===== Source data =====

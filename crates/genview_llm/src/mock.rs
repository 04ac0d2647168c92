//! Scripted completion backend for testing.
//!
//! Returns predefined token sequences and captures every conversation it
//! receives, so endpoint tests can run without a real provider.

use std::collections::VecDeque;
use std::sync::Arc;

use async_trait::async_trait;
use futures::stream::{self, StreamExt};
use genview_protocol::Message;
use parking_lot::RwLock;

use crate::adapter::{CompletionBackend, TokenStream};
use crate::error::{LlmError, LlmResult};

/// One scripted completion.
#[derive(Debug, Clone)]
pub enum Script {
    /// Stream these tokens, then end cleanly
    Tokens(Vec<String>),
    /// Stream these tokens, then fail with the message
    FailAfter(Vec<String>, String),
    /// Refuse before streaming
    Refuse(String),
}

/// Mock backend replaying scripts in order; the last script repeats.
#[derive(Clone, Default)]
pub struct ScriptedBackend {
    scripts: Arc<RwLock<VecDeque<Script>>>,
    captured: Arc<RwLock<Vec<Vec<Message>>>>,
}

impl ScriptedBackend {
    pub fn new() -> Self {
        Self::default()
    }

    /// Queue a clean completion made of `tokens`.
    pub fn with_tokens<I, T>(self, tokens: I) -> Self
    where
        I: IntoIterator<Item = T>,
        T: Into<String>,
    {
        self.with_script(Script::Tokens(tokens.into_iter().map(Into::into).collect()))
    }

    pub fn with_script(self, script: Script) -> Self {
        self.scripts.write().push_back(script);
        self
    }

    /// Conversations received so far.
    pub fn captured(&self) -> Vec<Vec<Message>> {
        self.captured.read().clone()
    }

    fn next_script(&self) -> Script {
        let mut scripts = self.scripts.write();
        if scripts.len() > 1 {
            scripts.pop_front().unwrap_or_else(|| Script::Tokens(Vec::new()))
        } else {
            scripts.front().cloned().unwrap_or_else(|| Script::Tokens(Vec::new()))
        }
    }
}

#[async_trait]
impl CompletionBackend for ScriptedBackend {
    fn name(&self) -> &str {
        "scripted"
    }

    async fn stream_completion(&self, conversation: &[Message]) -> LlmResult<TokenStream> {
        self.captured.write().push(conversation.to_vec());

        let items: Vec<LlmResult<String>> = match self.next_script() {
            Script::Tokens(tokens) => tokens.into_iter().map(Ok).collect(),
            Script::FailAfter(tokens, message) => tokens
                .into_iter()
                .map(Ok)
                .chain(std::iter::once(Err(LlmError::Stream(message))))
                .collect(),
            Script::Refuse(message) => {
                return Err(LlmError::Status {
                    provider: "Scripted",
                    status: 503,
                    body: message,
                })
            }
        };

        Ok(stream::iter(items).boxed())
    }
}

=====

Directions for this task: Could you set down, word for word, only the lines above from the line with "impl CompletionBackend for" to the line with "self.captured.write().push(conversation.to_vec());", including both?

Answer to this task:
impl CompletionBackend for ScriptedBackend {
    fn name(&self) -> &str {
        "scripted"
    }

    async fn stream_completion(&self, conversation: &[Message]) -> LlmResult<TokenStream> {
        self.captured.write().push(conversation.to_vec());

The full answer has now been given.